Just a long shot - are you expecting the mains square pin sockets to work using the battery?

Dave


----------



## Dougle (May 18, 2006)

Hi Graham

I have a K reg Hymer and if yours is the same as mine, you should have a large red plastic flag switch adjacent to the driving position. My switch is off when pointing to 3 o'clock and on when pointing at 6 o'clock. However, the red plastic flag is removable for total isolation/security, which just leaves a short shaft protruding. If this is not easily spotted, the flag may have been placed in the glovebox or similar? I think you may be operating one of the rocker switches on the control panel which you press and hold to read one of the gauges e.g. battery level or water tank level i.e. they don't actually turn any power on.
Hope this helps.  

Regards
Dave


----------



## aultymer (Jun 20, 2006)

> flicking the switch that should switch us from the mains electricity to running off the 12v battery circuit doesn't seem to have any affect whatsoever


First of all, welcome and I hope we can help.

We have an H reg Hymer and I don't know what switch you mean !! 
Where is it ? What does it look like? What do you mean when you say it has no effect - ie what effect are you looking for? 
Do your lights and water pump operate ok? They are 12 volt and will work whether on 240 hookup or not.
The only things likely to come on on 240v hookup is your battery charger and fridge.
For example the only switch in our van which has a 240/12 volt setting is on the fridge, the charger is always switched on so that hooking up brings it on line.

Fill in the details and someone will be able to guide you.


----------



## vardy (Sep 1, 2006)

I had a look at the few places on the web for Bedfordshire - really feel for you as my older van had battery problems. Even 2 new batteries and fuses didn't do the trick (Me being clever trying to sort it myself).

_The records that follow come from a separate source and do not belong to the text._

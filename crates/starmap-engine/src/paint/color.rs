/// Straight-alpha sRGB color.
///
/// Stylesheets and data files specify colors as `#rrggbb` bytes, and the
/// renderer frequently swaps only the alpha channel (translucent fills of an
/// otherwise opaque border color), so colors stay unpremultiplied until a
/// backend rasterizes them.
#[derive(Debug, Copy, Clone, Default, PartialEq, Eq, Hash)]
pub struct Color {
    pub r: u8,
    pub g: u8,
    pub b: u8,
    pub a: u8,
}

/// Euclidean RGB distance below which two colors read as the same.
const NOTICEABLE_DISTANCE: f32 = 32.0;

impl Color {
    pub const TRANSPARENT: Color = Color::rgba(0, 0, 0, 0);
    pub const BLACK: Color = Color::rgb(0, 0, 0);
    pub const WHITE: Color = Color::rgb(255, 255, 255);

    #[inline]
    pub const fn rgb(r: u8, g: u8, b: u8) -> Self {
        Self { r, g, b, a: 255 }
    }

    #[inline]
    pub const fn rgba(r: u8, g: u8, b: u8, a: u8) -> Self {
        Self { r, g, b, a }
    }

    /// Same color with a replaced alpha channel.
    #[inline]
    pub const fn with_alpha(self, a: u8) -> Self {
        Self { a, ..self }
    }

    /// Fully transparent colors are treated as "unset" by style elements.
    #[inline]
    pub const fn is_empty(self) -> bool {
        self.a == 0
    }

    /// HSL lightness in `[0, 1]`.
    pub fn brightness(self) -> f32 {
        let max = self.r.max(self.g).max(self.b) as f32;
        let min = self.r.min(self.g).min(self.b) as f32;
        (max + min) / (2.0 * 255.0)
    }

    /// Gray of equal brightness, same alpha.
    pub fn to_gray(self) -> Self {
        let v = (self.brightness() * 255.0).round() as u8;
        Self { r: v, g: v, b: v, a: self.a }
    }

    /// True when the two colors are far enough apart in RGB to be told apart.
    ///
    /// Alpha is ignored.
    pub fn noticeably_different(self, other: Color) -> bool {
        let dr = self.r as f32 - other.r as f32;
        let dg = self.g as f32 - other.g as f32;
        let db = self.b as f32 - other.b as f32;
        (dr * dr + dg * dg + db * db).sqrt() > NOTICEABLE_DISTANCE
    }

    /// Parses `#rgb`, `#rrggbb` or `#aarrggbb` (leading `#` optional).
    pub fn from_hex(s: &str) -> Option<Self> {
        let s = s.strip_prefix('#').unwrap_or(s);
        let nibble = |i: usize| u8::from_str_radix(s.get(i..i + 1)?, 16).ok();
        let byte = |i: usize| u8::from_str_radix(s.get(i..i + 2)?, 16).ok();
        match s.len() {
            3 => Some(Color::rgb(nibble(0)? * 17, nibble(1)? * 17, nibble(2)? * 17)),
            6 => Some(Color::rgb(byte(0)?, byte(2)?, byte(4)?)),
            8 => Some(Color::rgba(byte(2)?, byte(4)?, byte(6)?, byte(0)?)),
            _ => None,
        }
    }

    /// Channels as `f32` in `[0, 1]`, straight alpha.
    #[inline]
    pub fn to_f32(self) -> [f32; 4] {
        [
            self.r as f32 / 255.0,
            self.g as f32 / 255.0,
            self.b as f32 / 255.0,
            self.a as f32 / 255.0,
        ]
    }
}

My servicing place TUI at Bawtry near Doncaster found a circuit fault and it's fixed now.

I had a look on the web, and noticed www.bedfordshiremotorcaravans.com - they look as if they do everything. (But wait a little bit - as someone local to you might suggest a better option).

After ringing round for a repair in Yorkshire recently, I've found I got put off on the phone as no-one wanted to do small jobs now they're all booked up solid for season.

Pulling in and asking for help whilst looking desperate has worked for me a time or two - I also usually tell them I got recommended off the web ( loosely true) I have found my present brilliant garage and motorhome servicers like this. But I kissed a few frogs on the way.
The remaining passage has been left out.